Primary cilia sensitize insulin receptor-mediated negative feedback in pancreatic β cells

Abstract

AbstractInsulin receptors (IR) can localize to the primary cilia of pancreatic β cells. Because primary cilia are known to sensitize or bias the signaling of cell surface receptors, we investigate how ciliary insulin receptors influence glucose-stimulated insulin secretion (GSIS) in β cells by gauging how cytosolic calcium concentration changes in a mouse insulinoma cell line (MIN6). Purified recombinant insulin suppresses calcium elevation in response to glucose in these cells. Interestingly, ciliated cells show attenuated cytosolic calcium elevation compared to cilium-free cells after glucose stimulation even in the absence of exogenous insulin.
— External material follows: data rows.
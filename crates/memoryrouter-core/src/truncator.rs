//! C5 — Truncator: keeps `messages_tokens + memory_tokens <= 0.95 * W`,
//! where `W` is the target model's context window (spec §4.5).
//!
//! Drops in a fixed priority order, oldest-first within each category
//! (spec §4.5):
//! 1. Oldest conversation messages, never dropping the system message nor
//!    the single most recent message.
//! 2. Archive-age memory chunks (age > 3 days).
//! 3. Long-term-window chunks (4h–3d).
//! 4. Working-window chunks (15m–4h).
//! 5. Hot-window chunks (<15m) — last resort.
//! 6. If the budget is still exceeded, hard-truncate the oldest remaining
//!    message's content by characters.

use crate::model_caps::resolve_context_window;

/// Fraction of the context window the truncator is allowed to fill, leaving
/// headroom for the model's own per-message formatting overhead.
pub const BUDGET_FRACTION: f64 = 0.95;

/// Age thresholds for the memory-chunk drop categories (spec §4.5). Distinct
/// from `kronos::window::WindowConfig`'s (configurable) retrieval windows —
/// the truncator's drop order is a fixed, non-configurable priority scheme.
pub const ARCHIVE_AGE_MS: i64 = 3 * 24 * 3_600_000;
pub const LONGTERM_AGE_MS: i64 = 4 * 3_600_000;
pub const WORKING_AGE_MS: i64 = 15 * 60_000;

#[derive(Debug, Clone, Copy, PartialEq, Eq, PartialOrd, Ord)]
enum DropCategory {
    Hot,
    Working,
    LongTerm,
    Archive,
}

fn categorize(age_ms: i64) -> DropCategory {
    if age_ms > ARCHIVE_AGE_MS {
        DropCategory::Archive
    } else if age_ms > LONGTERM_AGE_MS {
        DropCategory::LongTerm
    } else if age_ms > WORKING_AGE_MS {
        DropCategory::Working
    } else {
        DropCategory::Hot
    }
}

/// One retrieved memory chunk's size and age, as the truncator needs to know
/// it to place the chunk in a drop category.
#[derive(Debug, Clone, Copy)]
pub struct MemoryChunkInfo {
    pub tokens: usize,
    pub age_ms: i64,
}

#[derive(Debug, Clone)]
pub struct TruncationPlan {
    /// Indices into the original message list that were dropped entirely.
    pub dropped_message_indices: Vec<usize>,
    /// Indices into the original memory-chunk list that were dropped.
    pub dropped_chunk_indices: Vec<usize>,
    /// If `Some(n)`, the message at this original index must additionally
    /// have its content hard-truncated to `n` estimated tokens.
    pub hard_truncate: Option<(usize, usize)>,
    /// Whether the plan fits within budget (false only if even the hard
    /// truncation step couldn't bring it under budget, e.g. a single
    /// enormous system message).
    pub fits: bool,
}

/// Compute the usable input-token budget for `model`: `0.95 * W`, minus a
/// reservation for the model's own output, and never below zero.
/// `context_window_override` lets a caller pin a specific window size
/// instead of looking one up by model name (e.g. a custom/self-hosted model).
pub fn usable_budget(model: &str, context_window_override: Option<u32>, max_output_reserve: u32) -> u64 {
    let window = resolve_context_window(model, context_window_override) as f64;
    let budget = (window * BUDGET_FRACTION) - max_output_reserve as f64;
    budget.max(0.0) as u64
}

/// `message_tokens` is ordered oldest-to-newest. `system_index` is the index
/// of a leading system message, if the conversation has one (never dropped).
/// `memory_chunks` need not be pre-sorted; the drop order is computed from
/// each chunk's `age_ms`, not its position in the slice.
pub fn plan_truncation(message_tokens: &[usize], system_index: Option<usize>, memory_chunks: &[MemoryChunkInfo], budget: u64) -> TruncationPlan {
    let last_index = message_tokens.len().saturating_sub(1);
    let mut dropped_messages: Vec<usize> = Vec::new();
    let mut dropped_chunks: Vec<usize> = Vec::new();

    let messages_total = |dropped: &[usize]| -> u64 {
        message_tokens.iter().enumerate().filter(|(i, _)| !dropped.contains(i)).map(|(_, t)| *t as u64).sum()
    };
    let memory_total = |dropped: &[usize]| -> u64 {
        memory_chunks.iter().enumerate().filter(|(i, _)| !dropped.contains(i)).map(|(_, c)| c.tokens as u64).sum()
    };
    let total = |dm: &[usize], dc: &[usize]| messages_total(dm) + memory_total(dc);

    if total(&dropped_messages, &dropped_chunks) <= budget {
        return TruncationPlan { dropped_message_indices: dropped_messages, dropped_chunk_indices: dropped_chunks, hard_truncate: None, fits: true };
    }

    // Step 1: drop oldest messages first, never the system message or the
    // single most recent message.
    for i in 0..message_tokens.len() {
        if total(&dropped_messages, &dropped_chunks) <= budget {
            break;
        }
        if Some(i) == system_index || i == last_index {
            continue;
        }
        dropped_messages.push(i);
    }
    if total(&dropped_messages, &dropped_chunks) <= budget {
        return TruncationPlan { dropped_message_indices: dropped_messages, dropped_chunk_indices: dropped_chunks, hard_truncate: None, fits: true };
    }

    // Steps 2-5: drop memory chunks by category (archive -> long-term ->
    // working -> hot), oldest-first within each category.
    for category in [DropCategory::Archive, DropCategory::LongTerm, DropCategory::Working, DropCategory::Hot] {
        let mut candidates: Vec<usize> = memory_chunks
            .iter()
            .enumerate()
            .filter(|(i, c)| !dropped_chunks.contains(i) && categorize(c.age_ms) == category)
            .map(|(i, _)| i)
            .collect();
        candidates.sort_by_key(|&i| std::cmp::Reverse(memory_chunks[i].age_ms));

        for idx in candidates {
            if total(&dropped_messages, &dropped_chunks) <= budget {
                break;
            }
            dropped_chunks.push(idx);
        }
        if total(&dropped_messages, &dropped_chunks) <= budget {
            break;
        }
    }
    if total(&dropped_messages, &dropped_chunks) <= budget {
        return TruncationPlan { dropped_message_indices: dropped_messages, dropped_chunk_indices: dropped_chunks, hard_truncate: None, fits: true };
    }

    // Step 6: hard-truncate the oldest remaining (undropped) message.
    let remaining_oldest = (0..message_tokens.len()).find(|i| !dropped_messages.contains(i));
    if let Some(idx) = remaining_oldest {
        let others: u64 = messages_total(&dropped_messages) - message_tokens[idx] as u64;
        let memory = memory_total(&dropped_chunks);
        let allowance = budget.saturating_sub(others + memory);
        let fits = allowance > 0 || (others + memory) <= budget;
        return TruncationPlan {
            dropped_message_indices: dropped_messages,
            dropped_chunk_indices: dropped_chunks,
            hard_truncate: Some((idx, allowance as usize)),
            fits,
        };
    }

    TruncationPlan { dropped_message_indices: dropped_messages, dropped_chunk_indices: dropped_chunks, hard_truncate: None, fits: false }
}

/// Hard-truncate `content` to approximately `max_tokens` estimated tokens,
/// cutting at a UTF-8 char boundary, keeping the tail (the most recent part
/// of a message is usually the most relevant to the live turn).
pub fn hard_truncate_content(content: &str, max_tokens: usize) -> String {
    let max_chars = max_tokens * crate::tokenizer::CHARS_PER_TOKEN;
    if content.len() <= max_chars {
        return content.to_string();
    }
    let mut start = content.len() - max_chars;
    while start < content.len() && !content.is_char_boundary(start) {
        start += 1;
    }
    content[start..].to_string()
}

#[cfg(test)]
mod tests {
    use super::*;

    fn chunk(tokens: usize, age_ms: i64) -> MemoryChunkInfo {
        MemoryChunkInfo { tokens, age_ms }
    }

    #[test]
    fn no_truncation_needed_when_under_budget() {
        let plan = plan_truncation(&[10, 20], None, &[chunk(5, 0), chunk(5, 0)], 1000);
        assert!(plan.fits);
        assert!(plan.dropped_message_indices.is_empty());
        assert!(plan.dropped_chunk_indices.is_empty());
    }

    #[test]
    fn drops_oldest_messages_before_any_memory_chunk() {
        // Two chunks, both HOT (age 0); two messages. Over budget but
        // dropping the oldest non-system, non-last message alone fits.
        let plan = plan_truncation(&[50, 50, 5], Some(0), &[chunk(10, 0), chunk(10, 0)], 75);
        assert_eq!(plan.dropped_message_indices, vec![1]);
        assert!(plan.dropped_chunk_indices.is_empty());
    }

    #[test]
    fn archive_age_chunks_drop_before_hot_chunks() {
        // A HOT chunk (age 0) and an ARCHIVE chunk (age > 3d); only enough
        // budget for one of the two chunk tokens after messages.
        let hot = chunk(50, 0);
        let archive = chunk(50, ARCHIVE_AGE_MS + 1);
        let plan = plan_truncation(&[5], Some(0), &[hot, archive], 55);
        assert_eq!(plan.dropped_chunk_indices, vec![1]);
    }

    #[test]
    fn never_drops_system_or_latest_message() {
        let plan = plan_truncation(&[5, 100, 100, 100, 5], Some(0), &[], 20);
        assert!(!plan.dropped_message_indices.contains(&0));
        assert!(!plan.dropped_message_indices.contains(&4));
    }

    #[test]
    fn falls_back_to_hard_truncate_when_nothing_else_fits() {
        let plan = plan_truncation(&[1000], None, &[], 10);
        assert!(plan.hard_truncate.is_some());
    }

    #[test]
    fn hard_truncate_keeps_tail_and_respects_char_boundary() {
        let s = "hello world this is a test";
        let truncated = hard_truncate_content(s, 2); // 8 chars
        assert!(s.ends_with(&truncated));
        assert!(truncated.len() <= 8);
    }

    #[test]
    fn usable_budget_reserves_output_and_applies_fraction() {
        let budget = usable_budget("gpt-4o", None, 1000);
        assert_eq!(budget, (128_000.0 * 0.95 - 1000.0) as u64);
    }
}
We observe that ciliary IR is highly phosphorylated, and the phospho-IR density decreases when cells are either treated with an insulin receptor (IR) inhibitor, BMS536924, or ciliary function is disrupted through either IFT88 or BBS1 knockdown. Consistently, the attenuation of calcium elevation in ciliated cells is abrogated when cells are either treated with IR inhibitor or when primary cilia are impaired. We further demonstrate that ciliary IR signaling hyperpolarizes the plasma membrane but has no apparent impact on glucose-induced ATP production. Thus, our results argue that primary cilia sensitize insulin receptor signaling and mediate negative feedback in GSIS in pancreatic β cells.